The chemicals of concern (COCs) are present but at concentrations below regulatory environmental screening levels. In many instances contamination exists, but at concentrations which (a) fall well within acceptable levels as established by state and or federal regulatory bodies, (b) do not represent a threat to collateral value, and (c) do not represent a threat to human health or the environment.

Contamination exists, but an applicable regulatory body has closed its investigation at the subject site and issued a No Further Action (NFA) letter or functional equivalent.

It’s not uncommon for regulatory bodies to allow residual contamination to stay in place as part of a closure or No Further Action assessment. This typically happens when the source of the contamination has been removed or remediated and there is no foreseeable threat to human health or the environment.

It’s important to note that the property may be subject to future land-use restrictions as a condition to regulatory closure. More often than not, these restrictions do not create a barrier to funding; however, understanding the borrower’s intended land use is important in these scenarios. You’ll want to identify up front what the borrower’s intended land use will be, as it may be inhibited by these restrictions.

If contamination is caused by an offsite source, it is not an ongoing concern, and does not represent a threat to human health or the environment at the subject site. These scenarios can be difficult for lenders to evaluate. However, if these conditions are well established by an environmental consultant, then the lender should be in a well-informed position to make a risk-based decision based on the following factors:

• The borrower is not responsible for the release and the related cleanup. As such, the borrower will not incur a financial hardship due to environmental issues inhibiting their ability to perform on the loan.
• The threat of a regulatory body requiring action by the borrower is mitigated.

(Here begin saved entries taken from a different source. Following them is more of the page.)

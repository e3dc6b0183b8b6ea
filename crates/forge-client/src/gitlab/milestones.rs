//! GitLab milestones.

use forge_json::{JsonGen, Stream};
use forge_types::{Issue, Milestone, MilestoneCreateOptions};

use crate::error::Result;
use crate::parse::{self, DResult};
use crate::session::Session;

use super::{issues, project_path};

pub(crate) fn parse_milestone(s: &mut Stream<'_>) -> DResult<Milestone> {
    let mut milestone = Milestone::default();
    s.object(|s, key| {
        match key {
            "id" => milestone.id = s.uint()?,
            "title" => milestone.title = s.string()?,
            "state" => milestone.state = s.string()?,
            "created_at" => milestone.created_at = s.string()?,
            "updated_at" => milestone.updated_at = s.string()?,
            "description" => milestone.description = parse::text(s)?,
            "due_date" => milestone.due_date = s.nullable_string()?,
            "expired" => milestone.expired = s.boolean()?,
            _ => s.skip_value()?,
        }
        Ok(())
    })?;
    Ok(milestone)
}

pub(crate) fn get_milestones(
    session: &Session<'_>,
    owner: &str,
    repo: &str,
    max: Option<usize>,
) -> Result<Vec<Milestone>> {
    let url = format!(
        "{}/projects/{}/milestones",
        session.base(),
        project_path(owner, repo),
    );
    session.list(
        url,
        max,
        |s, items| {
            s.array(|s| {
                items.push(parse_milestone(s)?);
                Ok(())
            })?;
            Ok(())
        },
        None,
    )
}

pub(crate) fn get_milestone(
    session: &Session<'_>,
    owner: &str,
    repo: &str,
    milestone: u64,
) -> Result<Milestone> {
    let url = milestone_url(session, owner, repo, milestone);
    session.get_parsed(&url, |s| Ok(parse_milestone(s)?))
}

pub(crate) fn create(session: &Session<'_>, opts: &MilestoneCreateOptions) -> Result<()> {
    let url = format!(
        "{}/projects/{}/milestones",
        session.base(),
        project_path(&opts.owner, &opts.repo),
    );
    let mut r#gen = JsonGen::new();
    r#gen.begin_object()?;
    r#gen.objmember("title")?;
    r#gen.string(&opts.title)?;
    r#gen.objmember("description")?;
    r#gen.string(&opts.description)?;
    r#gen.end_object()?;

    session.send("POST", &url, Some(&r#gen.into_string()))?;
    Ok(())
}

pub(crate) fn delete(
    session: &Session<'_>,
    owner: &str,
    repo: &str,
    milestone: u64,
) -> Result<()> {
    let url = milestone_url(session, owner, repo, milestone);
    session.send("DELETE", &url, None)?;
    Ok(())
}

/// GitLab due dates are plain `YYYY-MM-DD` strings.
pub(crate) fn set_duedate(
    session: &Session<'_>,
    owner: &str,
    repo: &str,
    milestone: u64,
    date: &str,
) -> Result<()> {
    let url = milestone_url(session, owner, repo, milestone);
    let mut r#gen = JsonGen::new();
    r#gen.begin_object()?;
    r#gen.objmember("due_date")?;
    r#gen.string(date)?;
    r#gen.end_object()?;

    session.send("PUT", &url, Some(&r#gen.into_string()))?;
    Ok(())
}

pub(crate) fn get_issues(
    session: &Session<'_>,
    owner: &str,
    repo: &str,
    milestone: u64,
) -> Result<Vec<Issue>> {
    let url = format!("{}/issues", milestone_url(session, owner, repo, milestone));
    issues::fetch_issues(session, url, None)
}

fn milestone_url(session: &Session<'_>, owner: &str, repo: &str, milestone: u64) -> String {
    format!(
        "{}/projects/{}/milestones/{}",
        session.base(),
        project_path(owner, repo),
        milestone,
    )
}

#[cfg(test)]
mod tests {
    use super::*;
    use pretty_assertions::assert_eq;

    #[test]
    fn parse_milestone_with_due_date() {
        let json = r#"
        {
          "id": 2975318,
          "title": "Gitlab support",
          "state": "active",
          "created_at": "2021-12-14T07:02:05.000Z",
          "updated_at": "2022-03-12T10:07:58.000Z",
          "description": "Support all of the GitLab API",
          "due_date": "2022-06-01",
          "expired": false
        }"#;
        let mut s = Stream::new(json);
        let milestone = parse_milestone(&mut s).unwrap();
        assert_eq!(milestone.id, 2975318);
        assert_eq!(milestone.state, "active");
        assert_eq!(milestone.due_date.as_deref(), Some("2022-06-01"));
        assert!(!milestone.expired);
        // GitLab does not report per-milestone issue counts.
        assert_eq!(milestone.open_issues, 0);
        assert_eq!(milestone.closed_issues, 0);
    }
}
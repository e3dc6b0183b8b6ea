//! GitHub notifications.

use forge_json::{EventKind, Stream};
use forge_types::Notification;

use crate::error::Result;
use crate::parse::DResult;
use crate::session::Session;

fn parse_notification(s: &mut Stream<'_>) -> DResult<Notification> {
    let mut notification = Notification::default();
    s.object(|s, key| {
        match key {
            // GitHub ships thread ids as strings, Gitea as numbers.
            "id" => {
                notification.id = if s.peek_kind()? == EventKind::Num {
                    s.int_to_string()?
                } else {
                    s.string()?
                };
            }
            "reason" => notification.reason = s.nullable_string()?,
            "updated_at" => notification.date = s.string()?,
            "subject" => {
                s.object(|s, key| {
                    match key {
                        "title" => notification.title = s.string()?,
                        "type" => notification.kind = s.string()?,
                        _ => s.skip_value()?,
                    }
                    Ok(())
                })?;
            }
            "repository" => {
                s.object(|s, key| {
                    if key == "full_name" {
                        notification.repository = s.string()?;
                    } else {
                        s.skip_value()?;
                    }
                    Ok(())
                })?;
            }
            _ => s.skip_value()?,
        }
        Ok(())
    })?;
    Ok(notification)
}

pub(crate) fn get_notifications(
    session: &Session<'_>,
    max: Option<usize>,
) -> Result<Vec<Notification>> {
    let url = format!("{}/notifications", session.base());
    session.list(
        url,
        max,
        |s, items| {
            s.array(|s| {
                items.push(parse_notification(s)?);
                Ok(())
            })?;
            Ok(())
        },
        None,
    )
}

pub(crate) fn mark_as_read(session: &Session<'_>, id: &str) -> Result<()> {
    let url = format!("{}/notifications/threads/{}", session.base(), id);
    session.send("PATCH", &url, None)?;
    Ok(())
}

#[cfg(test)]
mod tests {
    use super::*;
    use pretty_assertions::assert_eq;

    #[test]
    fn parse_notification_fields() {
        let json = r#"
        {
          "id": "2543149077",
          "reason": "author",
          "updated_at": "2022-03-22T16:06:10Z",
          "subject": {
            "title": "Snippet support",
            "type": "Issue"
          },
          "repository": {
            "full_name": "herrhotzenplotz/gearbox"
          }
        }"#;
        let mut s = Stream::new(json);
        let n = parse_notification(&mut s).unwrap();
        assert_eq!(n.id, "2543149077");
        assert_eq!(n.kind, "Issue");
        assert_eq!(n.title, "Snippet support");
        assert_eq!(n.reason.as_deref(), Some("author"));
        assert_eq!(n.repository, "herrhotzenplotz/gearbox");
    }
}
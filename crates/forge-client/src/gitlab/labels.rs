//! GitLab labels.

use forge_http::urlencode;
use forge_json::{decode, JsonGen, Stream};
use forge_types::Label;

use crate::error::Result;
use crate::parse::{self, DResult};
use crate::session::Session;

use super::project_path;

pub(crate) fn parse_label(s: &mut Stream<'_>) -> DResult<Label> {
    let mut label = Label::default();
    s.object(|s, key| {
        match key {
            "id" => label.id = s.uint()?,
            "name" => label.name = s.string()?,
            "description" => label.description = parse::text(s)?,
            "color" => label.color = decode::gitlab_color(s)?,
            _ => s.skip_value()?,
        }
        Ok(())
    })?;
    Ok(label)
}

pub(crate) fn get_labels(
    session: &Session<'_>,
    owner: &str,
    repo: &str,
    max: Option<usize>,
) -> Result<Vec<Label>> {
    let url = format!(
        "{}/projects/{}/labels",
        session.base(),
        project_path(owner, repo),
    );
    session.list(
        url,
        max,
        |s, items| {
            s.array(|s| {
                items.push(parse_label(s)?);
                Ok(())
            })?;
            Ok(())
        },
        None,
    )
}

pub(crate) fn create(
    session: &Session<'_>,
    owner: &str,
    repo: &str,
    label: &mut Label,
) -> Result<()> {
    let url = format!(
        "{}/projects/{}/labels",
        session.base(),
        project_path(owner, repo),
    );
    let mut r#gen = JsonGen::new();
    r#gen.begin_object()?;
    r#gen.objmember("name")?;
    r#gen.string(&label.name)?;
    r#gen.objmember("description")?;
    r#gen.string(&label.description)?;
    r#gen.objmember("color")?;
    r#gen.string(&format!("#{:06x}", label.color >> 8))?;
    r#gen.end_object()?;

    let response = session.send("POST", &url, Some(&r#gen.into_string()))?;
    let mut stream = Stream::new(&response.body);
    let created = parse_label(&mut stream)?;
    label.id = created.id;
    Ok(())
}

pub(crate) fn delete(session: &Session<'_>, owner: &str, repo: &str, name: &str) -> Result<()> {
    let url = format!(
        "{}/projects/{}/labels/{}",
        session.base(),
        project_path(owner, repo),
        urlencode(name),
    );
    session.send("DELETE", &url, None)?;
    Ok(())
}

#[cfg(test)]
mod tests {
    use super::*;
    use pretty_assertions::assert_eq;

    #[test]
    fn parse_label_with_hash_color() {
        let json = r##"
        {
          "id": 23958437,
          "name": "bug",
          "description": null,
          "color": "#d9534f"
        }"##;
        let mut s = Stream::new(json);
        let label = parse_label(&mut s).unwrap();
        assert_eq!(label.id, 23958437);
        assert_eq!(label.description, "");
        assert_eq!(label.color, 0xd9534f00);
    }
}
//! GitHub check runs.

use forge_http::urlencode;
use forge_json::Stream;
use forge_types::{Check, PullChecks};

use crate::error::Result;
use crate::parse::{self, DResult};
use crate::session::Session;

use super::pulls;

fn parse_check(s: &mut Stream<'_>) -> DResult<Check> {
    let mut check = Check::default();
    s.object(|s, key| {
        match key {
            "id" => check.id = s.int()?,
            "name" => check.name = s.string()?,
            "status" => check.status = s.string()?,
            "conclusion" => check.conclusion = parse::text(s)?,
            "started_at" => check.started_at = parse::text(s)?,
            "completed_at" => check.completed_at = parse::text(s)?,
            _ => s.skip_value()?,
        }
        Ok(())
    })?;
    Ok(check)
}

/// Parses one `check-runs` page: `{total_count, check_runs: [...]}`.
fn parse_checks_page(s: &mut Stream<'_>, items: &mut Vec<Check>) -> DResult<()> {
    s.object(|s, key| {
        if key == "check_runs" {
            s.array(|s| {
                items.push(parse_check(s)?);
                Ok(())
            })?;
        } else {
            s.skip_value()?;
        }
        Ok(())
    })
}

/// Lists the checks attached to a commit ref.
pub(crate) fn get_checks(
    session: &Session<'_>,
    owner: &str,
    repo: &str,
    git_ref: &str,
) -> Result<Vec<Check>> {
    let url = format!(
        "{}/repos/{}/{}/commits/{}/check-runs",
        session.base(),
        urlencode(owner),
        urlencode(repo),
        urlencode(git_ref),
    );
    session.list(
        url,
        None,
        |s, items| {
            parse_checks_page(s, items)?;
            Ok(())
        },
        None,
    )
}

/// Checks of a pull request run against its head commit.
pub(crate) fn pull_checks(
    session: &Session<'_>,
    owner: &str,
    repo: &str,
    pull: u64,
) -> Result<PullChecks> {
    let summary = pulls::get(session, owner, repo, pull)?;
    let checks = get_checks(session, owner, repo, &summary.head_sha)?;
    Ok(PullChecks::GitHub(checks))
}

#[cfg(test)]
mod tests {
    use super::*;
    use pretty_assertions::assert_eq;

    #[test]
    fn parse_check_runs_page() {
        let json = r#"
        {
          "total_count": 2,
          "check_runs": [
            {
              "id": 5097687568,
              "name": "ci/freebsd",
              "status": "completed",
              "conclusion": "success",
              "started_at": "2022-03-22T10:30:00Z",
              "completed_at": "2022-03-22T10:33:12Z"
            },
            {
              "id": 5097687569,
              "name": "ci/linux",
              "status": "in_progress",
              "conclusion": null,
              "started_at": "2022-03-22T10:30:01Z",
              "completed_at": null
            }
          ]
        }"#;
        let mut s = Stream::new(json);
        let mut checks = Vec::new();
        parse_checks_page(&mut s, &mut checks).unwrap();
        assert_eq!(checks.len(), 2);
        assert_eq!(checks[0].name, "ci/freebsd");
        assert_eq!(checks[0].conclusion, "success");
        assert_eq!(checks[1].conclusion, "");
        assert_eq!(checks[1].completed_at, "");
    }
}
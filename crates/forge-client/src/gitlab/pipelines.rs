//! GitLab pipelines.

use forge_json::Stream;
use forge_types::Pipeline;

use crate::error::Result;
use crate::parse::{self, DResult};
use crate::session::Session;

pub(crate) fn parse_pipeline(s: &mut Stream<'_>) -> DResult<Pipeline> {
    let mut pipeline = Pipeline::default();
    s.object(|s, key| {
        match key {
            "id" => pipeline.id = s.int()?,
            "status" => pipeline.status = s.string()?,
            "created_at" => pipeline.created_at = s.string()?,
            "updated_at" => pipeline.updated_at = s.string()?,
            "ref" => pipeline.refname = parse::text(s)?,
            "sha" => pipeline.sha = parse::text(s)?,
            "source" => pipeline.source = parse::text(s)?,
            _ => s.skip_value()?,
        }
        Ok(())
    })?;
    Ok(pipeline)
}

pub(crate) fn fetch_pipelines(session: &Session<'_>, url: String) -> Result<Vec<Pipeline>> {
    session.list(
        url,
        None,
        |s, items| {
            s.array(|s| {
                items.push(parse_pipeline(s)?);
                Ok(())
            })?;
            Ok(())
        },
        None,
    )
}

#[cfg(test)]
mod tests {
    use super::*;
    use pretty_assertions::assert_eq;

    #[test]
    fn parse_pipeline_fields() {
        let json = r#"
        {
          "id": 493841023,
          "status": "success",
          "created_at": "2022-03-01T10:01:00.000Z",
          "updated_at": "2022-03-01T10:07:21.000Z",
          "ref": "refs/merge-requests/63/head",
          "sha": "deadbeefcafe",
          "source": "merge_request_event"
        }"#;
        let mut s = Stream::new(json);
        let pipeline = parse_pipeline(&mut s).unwrap();
        assert_eq!(pipeline.id, 493841023);
        assert_eq!(pipeline.status, "success");
        assert_eq!(pipeline.refname, "refs/merge-requests/63/head");
        assert_eq!(pipeline.source, "merge_request_event");
    }
}
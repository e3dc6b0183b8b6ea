//! Gitea pull request specifics.

use std::io::Write;

use forge_http::urlencode;
use forge_json::JsonGen;
use forge_types::{MergeFlags, SubmitPullOptions};

use crate::error::Result;
use crate::session::Session;

/// Gitea serves `/pulls/{n}.diff` and `/pulls/{n}.patch` directly.
pub(crate) fn download(
    session: &Session<'_>,
    owner: &str,
    repo: &str,
    pull: u64,
    kind: &str,
    out: &mut dyn Write,
) -> Result<()> {
    let url = format!(
        "{}/repos/{}/{}/pulls/{}.{}",
        session.base(),
        urlencode(owner),
        urlencode(repo),
        pull,
        kind,
    );
    session.download(&url, None, out)
}

pub(crate) fn merge(
    session: &Session<'_>,
    owner: &str,
    repo: &str,
    pull: u64,
    flags: MergeFlags,
) -> Result<()> {
    let url = format!(
        "{}/repos/{}/{}/pulls/{}/merge",
        session.base(),
        urlencode(owner),
        urlencode(repo),
        pull,
    );
    let mut r#gen = JsonGen::new();
    r#gen.begin_object()?;
    r#gen.objmember("Do")?;
    r#gen.string(if flags.squash { "squash" } else { "merge" })?;
    r#gen.objmember("delete_branch_after_merge")?;
    r#gen.boolean(flags.delete_source)?;
    r#gen.end_object()?;

    session.send("POST", &url, Some(&r#gen.into_string()))?;
    Ok(())
}

pub(crate) fn submit(session: &Session<'_>, opts: &SubmitPullOptions) -> Result<()> {
    let url = format!(
        "{}/repos/{}/{}/pulls",
        session.base(),
        urlencode(&opts.owner),
        urlencode(&opts.repo),
    );
    let mut r#gen = JsonGen::new();
    r#gen.begin_object()?;
    r#gen.objmember("title")?;
    r#gen.string(&opts.title)?;
    r#gen.objmember("body")?;
    r#gen.string(&opts.body)?;
    r#gen.objmember("head")?;
    r#gen.string(&opts.from)?;
    r#gen.objmember("base")?;
    r#gen.string(&opts.to)?;
    r#gen.end_object()?;

    session.send("POST", &url, Some(&r#gen.into_string()))?;
    Ok(())
}
//! Gitea repository specifics.

use forge_http::urlencode;
use forge_json::JsonGen;

use crate::error::Result;
use crate::session::Session;

/// Visibility on Gitea is a boolean `private` flag on the repo edit
/// endpoint.
pub(crate) fn set_private(
    session: &Session<'_>,
    owner: &str,
    repo: &str,
    private: bool,
) -> Result<()> {
    let url = format!(
        "{}/repos/{}/{}",
        session.base(),
        urlencode(owner),
        urlencode(repo),
    );
    let mut r#gen = JsonGen::new();
    r#gen.begin_object()?;
    r#gen.objmember("private")?;
    r#gen.boolean(private)?;
    r#gen.end_object()?;

    session.send("PATCH", &url, Some(&r#gen.into_string()))?;
    Ok(())
}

This is due to the fact that the borrower is not the responsible party, the source of the release is offsite (that’s where remediation generally takes place), and there is no threat to human health or the environment on the subject.

The lateral and vertical extent of the contamination plume is well defined, limited to the subject site, AND the cost and time to remedy has been thoroughly documented. While this scenario may cause panic to many lenders, there are well established practices to creating a safe lending avenue. The most common route is to require a capital reserve account to be set aside upfront by the borrower prior to funding. Lenders will typically require the amount set aside to be in excess of the estimated costs of remediation for additional protection. The funds can then be dispersed by the lender to subsidize the clean up accordingly. While some may think the borrower will be reluctant to pursue this course of action, the reality is that it all depends on the deal dynamics, and the benefit of the loan to the borrower. In short, fifty to one hundred thousand dollars in capital-reserve clean-up costs may be a small price to pay when a multi-million dollar loan is at stake.

When contamination is identified at the subject site, the extent of its impact will always be unique. Prior to lending, it’s critical to have a solid understanding of the subsurface media impacted, the source and type of the release, and the magnitude of the impact. You may be surprised to find that these details have already been established by a regulator, your current assessment, or a prior investigation on the subject site.

The next time you find yourself in a position where environmental issues have created a concern, ask your consultant if any of the conditions identified at the subject site align with the list of scenarios above. You may find that that risks to lending are not as alarming as originally anticipated.